Carley Arrowood delivers melancholy story on “Letting Go Now”

Arden, North Carolina (November 5, 2021) —  Following a year that’s seen success for her two most recent singles, “Goin’ Home Comin’ On” and “My Kind of Nightlife,” Mountain Home Music Company artist Carley Arrowood reveals new dimensions to her talents—this time as a songwriter—on her latest release. Written with award-winning composer Becky Buller, “Letting Go Now” offers a classic take on romantic disappointment as the singer and fiddle player gives a performance that convincingly delivers the lyric’s melancholy story.

Backed by the same group that appeared on its predecessors — IBMA and Steve Martin Award-winning banjoist Kristin Scott Benson, powerhouse mandolin player Wayne Benson, award-winning guitarist Daniel Thraikill and producer Jon Weisberger (bass) — the song offers a compelling match between Arrowood’s imaginative ability in creating its narrator and her interpretive skill as a singer.  Punctuated by warm, sympathetic solos from Thrailkill and Arrowood (who can’t resist sneaking a bit of fiery virtuosity into the end of hers), “Letting Go Now” depicts a woman done with trying to make a one-sided relationship work, and while it’s taken her a while, the song’s ending— “since you don’t feel the same, so long to all this pain” —makes clear the finality of her decision.

’Letting Go Now’ was a fun co-write over text messages with Becky Buller in early 2020,” she recalls. “Within three days of texting and sending voice memos we had it done! It’s a bittersweet song about how sometimes you can do all you can to hang on to someone, but if they aren’t as devoted as you it may be hurting you worse. I love how Becky added a ray of hope to the poor heart in the song, though: ‘There’s a greater picture, a plan that I can’t see…’ refers to God’s awesome plans for our lives, regardless of how we think they should go. It makes me think about my own life a little bit as well, in seeing how sometimes certain relationships aren’t meant to be, and how God provides the right one at the right time if we’ll just let go of the past in faith. It brings a lot of relief and peace, and I’m glad I wound up with the one who was ‘meant for only me’!”

Cast as a duet with Thrailkill, whom she married in June, “Letting Go Now” serves as still another reminder that, though she’s only 25 years old, Carley Arrowood is already an artist whose musical maturity, emotional depth and abundant talent set her apart from the rest.

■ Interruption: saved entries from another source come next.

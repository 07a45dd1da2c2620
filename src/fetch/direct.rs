//! Fetcher that talks to platform APIs directly.
//!
//! Jira goes through `gouqi`, GitHub through its REST API and Linear through
//! GraphQL. Only platforms with a usable credential are supported, so the
//! strategy skips straight to the fallback for everything else.

use std::time::Duration;

use async_trait::async_trait;
use color_eyre::eyre::eyre;
use reqwest::header::{ACCEPT, AUTHORIZATION, ETAG};
use reqwest::StatusCode;
use serde_json::{json, Value};
use tracing::debug;

use super::TicketFetcher;
use crate::config::{Config, JiraConfig};
use crate::error::FetchError;
use crate::platform::Platform;
use crate::ticket::payload::RawPayload;
use crate::ticket::TicketId;

const NAME: &str = "direct-api";

const LINEAR_ISSUE_QUERY: &str = r#"
query Issue($id: String!) {
  issue(id: $id) {
    identifier
    title
    description
    url
    priority
    createdAt
    updatedAt
    state { name type }
    assignee { name displayName }
    labels { nodes { name } }
    team { key name }
  }
}
"#;

/// Jira API client wrapper
#[derive(Clone)]
struct JiraClient {
  client: gouqi::r#async::Jira,
  base_url: String,
}

impl JiraClient {
  fn new(config: &JiraConfig, token: String) -> color_eyre::Result<Self> {
    let credentials = if config.is_cloud() {
      gouqi::Credentials::Basic(config.email.clone(), token)
    } else {
      gouqi::Credentials::Bearer(token)
    };
    let client = gouqi::r#async::Jira::new(&config.url, credentials)
      .map_err(|e| eyre!("Failed to create Jira client: {}", e))?;
    Ok(Self {
      client,
      base_url: config.url.trim_end_matches('/').to_string(),
    })
  }

  /// Get a single issue by key as `{key, url, fields}`.
  async fn get_issue(&self, key: &str) -> Result<RawPayload, FetchError> {
    let issue = self
      .client
      .issues()
      .get(key)
      .await
      .map_err(|e| classify_jira_error(key, e))?;

    let fields = serde_json::to_value(&issue.fields).map_err(|e| FetchError::InvalidPayload {
      fetcher: NAME.to_string(),
      message: format!("Failed to parse issue {}: {}", key, e),
    })?;

    let mut payload = RawPayload::new();
    payload.insert(
      "url".into(),
      Value::String(format!("{}/browse/{}", self.base_url, issue.key)),
    );
    payload.insert("key".into(), Value::String(issue.key));
    payload.insert("fields".into(), fields);
    Ok(payload)
  }
}

fn classify_jira_error(key: &str, err: gouqi::Error) -> FetchError {
  match err {
    gouqi::Error::Unauthorized => FetchError::Auth {
      fetcher: NAME.to_string(),
      message: "Jira rejected the configured credentials".to_string(),
    },
    gouqi::Error::NotFound => FetchError::NotFound {
      fetcher: NAME.to_string(),
      message: format!("Jira issue {} does not exist", key),
    },
    other => FetchError::Transient {
      fetcher: NAME.to_string(),
      message: format!("Failed to get issue {}: {}", key, other),
    },
  }
}

/// Direct API integration for the platforms tix has credentials for.
pub struct DirectApiFetcher {
  http: reqwest::Client,
  jira: Option<JiraClient>,
  github_api: String,
  github_token: Option<String>,
  linear_api: String,
  linear_token: Option<String>,
  timeout: Duration,
}

impl DirectApiFetcher {
  pub fn new(config: &Config) -> color_eyre::Result<Self> {
    let http = reqwest::Client::builder()
      .user_agent(concat!("tix/", env!("CARGO_PKG_VERSION")))
      .build()
      .map_err(|e| eyre!("Failed to build HTTP client: {}", e))?;

    let jira = match (&config.jira, Config::jira_token()) {
      (Some(jira), Some(token)) => Some(JiraClient::new(jira, token)?),
      _ => None,
    };

    Ok(Self {
      http,
      jira,
      github_api: config.github.api_url.trim_end_matches('/').to_string(),
      github_token: Config::github_token(),
      linear_api: config.linear.api_url.clone(),
      linear_token: Config::linear_token(),
      timeout: config.fetch.timeout(),
    })
  }

  async fn fetch_github(&self, ticket_id: &TicketId) -> Result<RawPayload, FetchError> {
    let (repo, number) = ticket_id
      .as_str()
      .rsplit_once('#')
      .ok_or_else(|| FetchError::NotFound {
        fetcher: NAME.to_string(),
        message: format!("'{}' is not an owner/repo#number reference", ticket_id),
      })?;

    let url = format!("{}/repos/{}/issues/{}", self.github_api, repo, number);
    let mut request = self
      .http
      .get(&url)
      .header(ACCEPT, "application/vnd.github+json");
    if let Some(token) = &self.github_token {
      request = request.bearer_auth(token);
    }

    let response = request.send().await.map_err(transport_error)?;
    let status = response.status();
    let etag = response
      .headers()
      .get(ETAG)
      .and_then(|v| v.to_str().ok())
      .map(String::from);
    check_status(status, "GitHub", ticket_id)?;

    let mut payload = into_object(response.json::<Value>().await.map_err(decode_error)?)?;
    if let Some(etag) = etag {
      payload.insert("_etag".into(), Value::String(etag));
    }
    Ok(payload)
  }

  async fn fetch_linear(&self, ticket_id: &TicketId) -> Result<RawPayload, FetchError> {
    let token = self.linear_token.as_deref().ok_or_else(|| FetchError::Auth {
      fetcher: NAME.to_string(),
      message: "no Linear API key configured".to_string(),
    })?;

    let body = json!({
      "query": LINEAR_ISSUE_QUERY,
      "variables": { "id": ticket_id.as_str() },
    });

    let response = self
      .http
      .post(&self.linear_api)
      .header(AUTHORIZATION, token)
      .json(&body)
      .send()
      .await
      .map_err(transport_error)?;
    check_status(response.status(), "Linear", ticket_id)?;

    let mut body = response.json::<Value>().await.map_err(decode_error)?;
    if let Some(errors) = body.get("errors").and_then(Value::as_array) {
      if let Some(err) = classify_graphql_errors(errors, ticket_id) {
        return Err(err);
      }
    }

    match body.pointer_mut("/data/issue").map(Value::take) {
      Some(issue @ Value::Object(_)) => into_object(issue),
      _ => Err(FetchError::NotFound {
        fetcher: NAME.to_string(),
        message: format!("Linear issue {} does not exist", ticket_id),
      }),
    }
  }
}

#[async_trait]
impl TicketFetcher for DirectApiFetcher {
  fn name(&self) -> &str {
    NAME
  }

  fn supports(&self, platform: Platform) -> bool {
    match platform {
      Platform::Jira => self.jira.is_some(),
      Platform::Github => true,
      Platform::Linear => self.linear_token.is_some(),
      Platform::AzureDevops | Platform::Monday | Platform::Trello => false,
    }
  }

  fn default_timeout(&self) -> Duration {
    self.timeout
  }

  fn credential_scope(&self, platform: Platform) -> Option<String> {
    match platform {
      Platform::Jira => self.jira.as_ref().map(|j| format!("jira:{}", j.base_url)),
      Platform::Github => self.github_token.as_ref().map(|_| "github:token".to_string()),
      Platform::Linear => self.linear_token.as_ref().map(|_| "linear:token".to_string()),
      _ => None,
    }
  }

  async fn fetch(&self, ticket_id: &TicketId, platform: Platform) -> Result<RawPayload, FetchError> {
    debug!(%platform, ticket = %ticket_id, "Direct API fetch");
    match platform {
      Platform::Jira => match &self.jira {
        Some(jira) => jira.get_issue(ticket_id.as_str()).await,
        None => Err(FetchError::Auth {
          fetcher: NAME.to_string(),
          message: "no Jira credentials configured".to_string(),
        }),
      },
      Platform::Github => self.fetch_github(ticket_id).await,
      Platform::Linear => self.fetch_linear(ticket_id).await,
      other => Err(FetchError::Transient {
        fetcher: NAME.to_string(),
        message: format!("{} is not available through the direct API", other),
      }),
    }
  }
}

fn check_status(status: StatusCode, service: &str, ticket_id: &TicketId) -> Result<(), FetchError> {
  if status.is_success() {
    return Ok(());
  }
  let fetcher = NAME.to_string();
  Err(match status {
    StatusCode::UNAUTHORIZED | StatusCode::FORBIDDEN => FetchError::Auth {
      fetcher,
      message: format!("{} returned {}", service, status),
    },
    StatusCode::NOT_FOUND | StatusCode::GONE => FetchError::NotFound {
      fetcher,
      message: format!("{} has no ticket {}", service, ticket_id),
    },
    _ => FetchError::Transient {
      fetcher,
      message: format!("{} returned {}", service, status),
    },
  })
}

fn classify_graphql_errors(errors: &[Value], ticket_id: &TicketId) -> Option<FetchError> {
  let messages: Vec<String> = errors
    .iter()
    .filter_map(|e| e.get("message").and_then(Value::as_str))
    .map(String::from)
    .collect();
  if messages.is_empty() {
    return None;
  }
  let joined = messages.join("; ");
  let lower = joined.to_lowercase();
  let fetcher = NAME.to_string();
  Some(if lower.contains("not found") {
    FetchError::NotFound {
      fetcher,
      message: format!("Linear issue {}: {}", ticket_id, joined),
    }
  } else if lower.contains("authentic") || lower.contains("forbidden") {
    FetchError::Auth {
      fetcher,
      message: joined,
    }
  } else {
    FetchError::Transient {
      fetcher,
      message: joined,
    }
  })
}

fn transport_error(e: reqwest::Error) -> FetchError {
  FetchError::Transient {
    fetcher: NAME.to_string(),
    message: e.to_string(),
  }
}

fn decode_error(e: reqwest::Error) -> FetchError {
  FetchError::InvalidPayload {
    fetcher: NAME.to_string(),
    message: format!("response is not JSON: {}", e),
  }
}

fn into_object(value: Value) -> Result<RawPayload, FetchError> {
  match value {
    Value::Object(map) => Ok(map),
    other => Err(FetchError::InvalidPayload {
      fetcher: NAME.to_string(),
      message: format!("expected a JSON object, got {}", kind_of(&other)),
    }),
  }
}

fn kind_of(value: &Value) -> &'static str {
  match value {
    Value::Null => "null",
    Value::Bool(_) => "a boolean",
    Value::Number(_) => "a number",
    Value::String(_) => "a string",
    Value::Array(_) => "an array",
    Value::Object(_) => "an object",
  }
}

Listen to “Letting Go Now” HERE.

About Carley Arrowood
Though she’s young, Carley Arrowood is already something of a musical veteran. Singing since she was old enough to talk, she’s been playing fiddle for over thirteen years and has spent the past five years as a featured band member with the award-winning duo of Darin & Brooke Aldridge.

Carley began playing in a classical vein but soon gravitated toward the bluegrass music and fiddle tunes of her western North Carolina home. With her sister, Autumn, she formed a band called Carolina Jasmine, which became the first all-female group to win the Junior Band Championship at the famed Fiddlers Grove convention. Her career progress flourished through high school, as she began to work at Dollywood, competed in — and took home trophies from — an impressive list of fiddle contests, and became one of the featured musicians in the International Bluegrass Music Association’s (IBMA) annual Kids on Bluegrass program.

A developing songwriter — her “Jesus Drive The Train,” a co-write with the award-winning Becky Buller, earned her a showcase appearance at the IBMA’s World of Bluegrass in 2015 — Carley’s been recognized for her fiddle playing as well, receiving an IBMA Momentum Instrumentalist of the Year trophy in 2017. And in 2014, just a day after graduation, Carley began filling in with Darin and Brooke, joining them full-time that fall after turning 18. Since then, she’s performed with the duo at the Grand Ole Opry, on television shows like “Larry’s Country Diner,” on European tours and at bluegrass festivals and concerts around the country.